Once the line containing "pin.set_state(PinState::from(value & (1" is found in the records below, return it and each following line exactly, up to and including the line containing "pub fn pattern(self)", and nothing else.

Saved entries
=====

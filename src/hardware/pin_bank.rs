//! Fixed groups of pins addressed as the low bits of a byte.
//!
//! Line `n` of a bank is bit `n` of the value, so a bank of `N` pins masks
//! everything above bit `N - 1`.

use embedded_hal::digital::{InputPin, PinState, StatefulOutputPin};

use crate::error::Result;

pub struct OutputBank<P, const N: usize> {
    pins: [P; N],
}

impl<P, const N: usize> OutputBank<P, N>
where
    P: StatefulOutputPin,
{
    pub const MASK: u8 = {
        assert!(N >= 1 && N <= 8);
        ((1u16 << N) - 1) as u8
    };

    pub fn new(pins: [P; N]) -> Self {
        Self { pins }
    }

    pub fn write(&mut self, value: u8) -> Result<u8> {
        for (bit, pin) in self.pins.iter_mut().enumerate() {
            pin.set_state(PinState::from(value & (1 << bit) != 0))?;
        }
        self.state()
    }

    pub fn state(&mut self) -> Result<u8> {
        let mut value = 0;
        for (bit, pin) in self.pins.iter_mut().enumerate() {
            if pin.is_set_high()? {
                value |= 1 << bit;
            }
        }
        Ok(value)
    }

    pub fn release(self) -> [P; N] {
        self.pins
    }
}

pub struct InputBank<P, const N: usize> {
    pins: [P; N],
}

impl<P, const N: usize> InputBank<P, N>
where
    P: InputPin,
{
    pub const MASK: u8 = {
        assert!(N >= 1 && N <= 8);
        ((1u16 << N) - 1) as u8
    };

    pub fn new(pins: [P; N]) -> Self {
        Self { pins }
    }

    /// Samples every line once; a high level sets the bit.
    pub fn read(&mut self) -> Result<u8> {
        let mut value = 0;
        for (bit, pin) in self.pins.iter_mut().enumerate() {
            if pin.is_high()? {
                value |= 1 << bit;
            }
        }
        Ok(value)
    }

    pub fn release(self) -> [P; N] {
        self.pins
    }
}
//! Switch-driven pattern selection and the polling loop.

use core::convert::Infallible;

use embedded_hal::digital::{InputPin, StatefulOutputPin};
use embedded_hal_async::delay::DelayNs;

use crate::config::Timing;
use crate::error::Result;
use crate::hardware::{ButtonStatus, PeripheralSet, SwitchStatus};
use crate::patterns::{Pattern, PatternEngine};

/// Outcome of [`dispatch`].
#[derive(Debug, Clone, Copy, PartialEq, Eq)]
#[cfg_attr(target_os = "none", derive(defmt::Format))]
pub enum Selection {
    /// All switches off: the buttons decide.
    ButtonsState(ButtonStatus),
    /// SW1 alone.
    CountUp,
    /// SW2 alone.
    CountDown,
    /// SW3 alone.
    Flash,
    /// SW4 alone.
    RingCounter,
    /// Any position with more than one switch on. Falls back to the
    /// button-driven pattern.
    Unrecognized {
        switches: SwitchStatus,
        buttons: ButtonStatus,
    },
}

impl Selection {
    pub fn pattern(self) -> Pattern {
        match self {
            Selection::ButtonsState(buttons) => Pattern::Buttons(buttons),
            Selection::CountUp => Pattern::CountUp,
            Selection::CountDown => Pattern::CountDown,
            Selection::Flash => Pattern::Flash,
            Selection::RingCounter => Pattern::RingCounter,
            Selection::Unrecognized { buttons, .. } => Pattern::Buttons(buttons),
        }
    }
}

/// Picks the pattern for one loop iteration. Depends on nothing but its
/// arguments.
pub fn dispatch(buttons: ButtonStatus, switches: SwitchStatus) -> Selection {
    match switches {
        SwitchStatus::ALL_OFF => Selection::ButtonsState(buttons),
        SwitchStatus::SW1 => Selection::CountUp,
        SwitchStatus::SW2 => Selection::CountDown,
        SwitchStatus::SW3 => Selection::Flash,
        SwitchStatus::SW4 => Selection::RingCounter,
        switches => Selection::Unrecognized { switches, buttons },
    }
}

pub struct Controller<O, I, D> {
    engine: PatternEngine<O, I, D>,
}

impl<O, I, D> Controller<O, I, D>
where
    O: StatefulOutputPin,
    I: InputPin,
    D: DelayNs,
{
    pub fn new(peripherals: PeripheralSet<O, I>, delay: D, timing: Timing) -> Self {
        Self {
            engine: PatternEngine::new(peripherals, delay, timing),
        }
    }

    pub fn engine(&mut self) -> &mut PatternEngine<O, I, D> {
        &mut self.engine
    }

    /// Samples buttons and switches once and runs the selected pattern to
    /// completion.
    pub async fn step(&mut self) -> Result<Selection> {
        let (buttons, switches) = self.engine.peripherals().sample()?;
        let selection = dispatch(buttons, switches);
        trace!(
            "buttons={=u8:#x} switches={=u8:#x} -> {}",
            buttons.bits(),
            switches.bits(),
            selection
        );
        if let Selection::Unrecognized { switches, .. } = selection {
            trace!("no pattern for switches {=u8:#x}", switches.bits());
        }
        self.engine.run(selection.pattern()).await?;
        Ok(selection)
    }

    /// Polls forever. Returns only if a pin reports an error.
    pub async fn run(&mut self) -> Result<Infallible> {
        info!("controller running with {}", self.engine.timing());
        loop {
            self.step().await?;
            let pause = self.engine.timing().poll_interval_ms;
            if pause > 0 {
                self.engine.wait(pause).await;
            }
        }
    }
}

=====

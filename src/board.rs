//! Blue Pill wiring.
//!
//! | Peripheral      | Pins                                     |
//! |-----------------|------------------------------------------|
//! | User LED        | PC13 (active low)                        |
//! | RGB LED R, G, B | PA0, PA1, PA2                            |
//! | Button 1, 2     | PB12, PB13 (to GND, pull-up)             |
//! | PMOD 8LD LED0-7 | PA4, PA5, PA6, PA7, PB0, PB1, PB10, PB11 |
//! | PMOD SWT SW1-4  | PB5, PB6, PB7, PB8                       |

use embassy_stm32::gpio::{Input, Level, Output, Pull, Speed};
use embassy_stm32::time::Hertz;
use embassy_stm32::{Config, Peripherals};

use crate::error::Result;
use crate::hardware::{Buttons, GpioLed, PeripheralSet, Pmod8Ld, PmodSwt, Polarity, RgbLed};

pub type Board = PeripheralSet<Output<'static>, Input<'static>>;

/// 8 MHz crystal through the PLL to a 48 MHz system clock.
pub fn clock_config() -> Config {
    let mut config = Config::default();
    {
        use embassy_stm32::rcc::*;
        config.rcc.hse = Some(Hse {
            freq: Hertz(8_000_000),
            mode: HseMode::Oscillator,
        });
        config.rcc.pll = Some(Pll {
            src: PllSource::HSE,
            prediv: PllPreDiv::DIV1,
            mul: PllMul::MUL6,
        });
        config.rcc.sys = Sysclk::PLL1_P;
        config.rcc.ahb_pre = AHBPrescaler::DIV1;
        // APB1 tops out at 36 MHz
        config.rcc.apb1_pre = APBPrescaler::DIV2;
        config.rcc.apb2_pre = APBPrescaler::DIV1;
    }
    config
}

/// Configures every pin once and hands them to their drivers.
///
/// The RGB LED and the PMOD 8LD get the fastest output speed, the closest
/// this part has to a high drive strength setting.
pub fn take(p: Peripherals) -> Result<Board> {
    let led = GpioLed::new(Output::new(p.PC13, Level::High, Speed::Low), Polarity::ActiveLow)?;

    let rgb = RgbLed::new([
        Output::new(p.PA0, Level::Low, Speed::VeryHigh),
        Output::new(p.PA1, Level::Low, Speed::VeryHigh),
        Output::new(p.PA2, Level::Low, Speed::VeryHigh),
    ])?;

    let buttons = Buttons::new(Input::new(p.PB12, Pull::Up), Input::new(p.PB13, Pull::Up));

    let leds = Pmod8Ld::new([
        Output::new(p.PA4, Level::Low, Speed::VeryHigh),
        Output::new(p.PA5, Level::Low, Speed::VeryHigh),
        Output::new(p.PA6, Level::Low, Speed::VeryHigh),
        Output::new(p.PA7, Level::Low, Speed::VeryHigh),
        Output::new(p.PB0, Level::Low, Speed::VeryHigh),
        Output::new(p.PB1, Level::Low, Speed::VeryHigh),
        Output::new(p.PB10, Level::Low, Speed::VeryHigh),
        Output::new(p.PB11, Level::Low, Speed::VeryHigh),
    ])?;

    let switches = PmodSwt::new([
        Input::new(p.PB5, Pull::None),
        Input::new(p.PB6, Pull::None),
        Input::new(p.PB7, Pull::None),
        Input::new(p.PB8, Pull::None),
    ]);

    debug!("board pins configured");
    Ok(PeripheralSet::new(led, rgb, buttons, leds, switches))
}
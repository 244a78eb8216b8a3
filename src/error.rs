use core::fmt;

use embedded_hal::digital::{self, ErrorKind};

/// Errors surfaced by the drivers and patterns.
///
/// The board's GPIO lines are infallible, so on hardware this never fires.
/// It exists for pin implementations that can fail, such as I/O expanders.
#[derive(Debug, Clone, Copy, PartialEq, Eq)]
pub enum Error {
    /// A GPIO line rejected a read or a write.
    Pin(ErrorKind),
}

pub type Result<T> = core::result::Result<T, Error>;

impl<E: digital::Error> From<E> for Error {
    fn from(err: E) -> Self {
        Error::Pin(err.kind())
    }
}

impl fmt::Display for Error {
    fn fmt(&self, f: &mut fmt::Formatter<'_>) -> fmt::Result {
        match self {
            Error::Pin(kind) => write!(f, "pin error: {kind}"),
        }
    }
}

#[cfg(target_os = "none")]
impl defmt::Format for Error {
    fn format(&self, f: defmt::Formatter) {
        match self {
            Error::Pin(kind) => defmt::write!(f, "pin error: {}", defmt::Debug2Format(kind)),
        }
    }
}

=====

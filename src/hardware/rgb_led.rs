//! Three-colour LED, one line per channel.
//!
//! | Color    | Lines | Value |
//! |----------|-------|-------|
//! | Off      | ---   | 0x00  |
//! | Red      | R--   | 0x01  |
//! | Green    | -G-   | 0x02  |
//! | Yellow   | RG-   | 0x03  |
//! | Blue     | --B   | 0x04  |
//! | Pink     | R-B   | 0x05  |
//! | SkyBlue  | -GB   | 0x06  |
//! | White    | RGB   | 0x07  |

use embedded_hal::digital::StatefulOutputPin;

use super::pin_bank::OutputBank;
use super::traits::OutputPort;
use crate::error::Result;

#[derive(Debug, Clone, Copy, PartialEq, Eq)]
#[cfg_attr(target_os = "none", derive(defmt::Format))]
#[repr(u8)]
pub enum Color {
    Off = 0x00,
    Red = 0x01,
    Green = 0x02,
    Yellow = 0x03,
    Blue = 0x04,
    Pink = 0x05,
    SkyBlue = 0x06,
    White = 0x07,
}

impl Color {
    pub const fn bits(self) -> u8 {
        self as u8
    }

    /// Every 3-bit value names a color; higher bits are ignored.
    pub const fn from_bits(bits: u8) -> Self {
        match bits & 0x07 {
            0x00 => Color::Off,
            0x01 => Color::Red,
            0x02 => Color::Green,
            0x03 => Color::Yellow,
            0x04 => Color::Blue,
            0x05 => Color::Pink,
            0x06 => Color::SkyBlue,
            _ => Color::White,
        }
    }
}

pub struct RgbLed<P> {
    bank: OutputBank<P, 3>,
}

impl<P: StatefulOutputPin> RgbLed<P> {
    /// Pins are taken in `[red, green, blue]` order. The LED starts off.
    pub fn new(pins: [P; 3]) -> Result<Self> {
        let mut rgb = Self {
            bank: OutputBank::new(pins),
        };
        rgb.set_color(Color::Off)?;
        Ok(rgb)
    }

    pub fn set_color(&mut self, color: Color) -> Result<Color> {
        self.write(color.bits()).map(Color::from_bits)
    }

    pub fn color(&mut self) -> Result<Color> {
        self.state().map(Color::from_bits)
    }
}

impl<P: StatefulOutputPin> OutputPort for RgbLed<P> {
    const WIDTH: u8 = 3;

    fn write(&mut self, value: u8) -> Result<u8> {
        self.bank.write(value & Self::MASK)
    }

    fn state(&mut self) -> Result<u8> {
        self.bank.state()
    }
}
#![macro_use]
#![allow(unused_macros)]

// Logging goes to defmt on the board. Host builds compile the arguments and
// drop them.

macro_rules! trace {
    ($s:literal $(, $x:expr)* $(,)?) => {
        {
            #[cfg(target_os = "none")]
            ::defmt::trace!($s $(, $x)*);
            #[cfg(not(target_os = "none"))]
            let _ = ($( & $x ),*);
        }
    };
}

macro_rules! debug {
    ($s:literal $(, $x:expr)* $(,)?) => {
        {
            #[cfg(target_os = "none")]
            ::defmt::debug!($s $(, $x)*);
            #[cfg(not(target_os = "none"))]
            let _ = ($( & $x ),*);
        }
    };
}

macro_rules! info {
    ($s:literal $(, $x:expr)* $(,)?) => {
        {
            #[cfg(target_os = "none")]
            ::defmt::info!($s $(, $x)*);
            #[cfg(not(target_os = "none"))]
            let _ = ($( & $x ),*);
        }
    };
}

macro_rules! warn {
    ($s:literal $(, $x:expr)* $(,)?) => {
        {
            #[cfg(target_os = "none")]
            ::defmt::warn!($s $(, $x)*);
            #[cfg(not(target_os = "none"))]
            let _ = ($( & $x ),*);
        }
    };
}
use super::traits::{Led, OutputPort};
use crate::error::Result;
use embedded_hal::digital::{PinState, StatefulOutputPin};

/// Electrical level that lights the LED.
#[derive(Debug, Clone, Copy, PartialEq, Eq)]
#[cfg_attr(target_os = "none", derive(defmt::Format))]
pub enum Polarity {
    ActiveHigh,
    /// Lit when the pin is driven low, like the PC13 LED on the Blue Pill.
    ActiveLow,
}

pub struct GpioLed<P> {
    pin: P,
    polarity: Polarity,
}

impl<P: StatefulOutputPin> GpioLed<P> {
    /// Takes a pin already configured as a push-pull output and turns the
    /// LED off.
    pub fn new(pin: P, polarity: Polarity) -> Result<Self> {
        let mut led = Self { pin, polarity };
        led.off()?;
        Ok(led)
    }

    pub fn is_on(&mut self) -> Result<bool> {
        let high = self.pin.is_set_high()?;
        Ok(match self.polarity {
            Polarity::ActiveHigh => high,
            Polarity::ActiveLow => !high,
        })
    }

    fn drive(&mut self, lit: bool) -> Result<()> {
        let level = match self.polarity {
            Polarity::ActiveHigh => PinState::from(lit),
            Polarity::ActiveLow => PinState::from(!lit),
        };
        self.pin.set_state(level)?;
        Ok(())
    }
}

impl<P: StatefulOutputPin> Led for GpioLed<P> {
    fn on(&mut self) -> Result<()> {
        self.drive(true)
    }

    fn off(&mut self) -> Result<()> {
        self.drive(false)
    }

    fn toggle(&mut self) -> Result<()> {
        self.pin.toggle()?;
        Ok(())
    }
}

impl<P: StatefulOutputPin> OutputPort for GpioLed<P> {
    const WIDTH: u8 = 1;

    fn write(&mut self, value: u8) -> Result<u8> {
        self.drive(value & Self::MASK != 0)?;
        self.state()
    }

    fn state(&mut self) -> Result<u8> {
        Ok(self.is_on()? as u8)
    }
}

=====

(Solution):
            pin.set_state(PinState::from(value & (1 << bit) != 0))?;
        }
        self.state()
    }

    pub fn state(&mut self) -> Result<u8> {
        let mut value = 0;
        for (bit, pin) in self.pins.iter_mut().enumerate() {
            if pin.is_set_high()? {
                value |= 1 << bit;
            }
        }
        Ok(value)
    }

    pub fn release(self) -> [P; N] {
        self.pins
    }
}

pub struct InputBank<P, const N: usize> {
    pins: [P; N],
}

impl<P, const N: usize> InputBank<P, N>
where
    P: InputPin,
{
    pub const MASK: u8 = {
        assert!(N >= 1 && N <= 8);
        ((1u16 << N) - 1) as u8
    };

    pub fn new(pins: [P; N]) -> Self {
        Self { pins }
    }

    /// Samples every line once; a high level sets the bit.
    pub fn read(&mut self) -> Result<u8> {
        let mut value = 0;
        for (bit, pin) in self.pins.iter_mut().enumerate() {
            if pin.is_high()? {
                value |= 1 << bit;
            }
        }
        Ok(value)
    }

    pub fn release(self) -> [P; N] {
        self.pins
    }
}
//! Switch-driven pattern selection and the polling loop.

use core::convert::Infallible;

use embedded_hal::digital::{InputPin, StatefulOutputPin};
use embedded_hal_async::delay::DelayNs;

use crate::config::Timing;
use crate::error::Result;
use crate::hardware::{ButtonStatus, PeripheralSet, SwitchStatus};
use crate::patterns::{Pattern, PatternEngine};

/// Outcome of [`dispatch`].
#[derive(Debug, Clone, Copy, PartialEq, Eq)]
#[cfg_attr(target_os = "none", derive(defmt::Format))]
pub enum Selection {
    /// All switches off: the buttons decide.
    ButtonsState(ButtonStatus),
    /// SW1 alone.
    CountUp,
    /// SW2 alone.
    CountDown,
    /// SW3 alone.
    Flash,
    /// SW4 alone.
    RingCounter,
    /// Any position with more than one switch on. Falls back to the
    /// button-driven pattern.
    Unrecognized {
        switches: SwitchStatus,
        buttons: ButtonStatus,
    },
}

impl Selection {
    pub fn pattern(self) -> Pattern {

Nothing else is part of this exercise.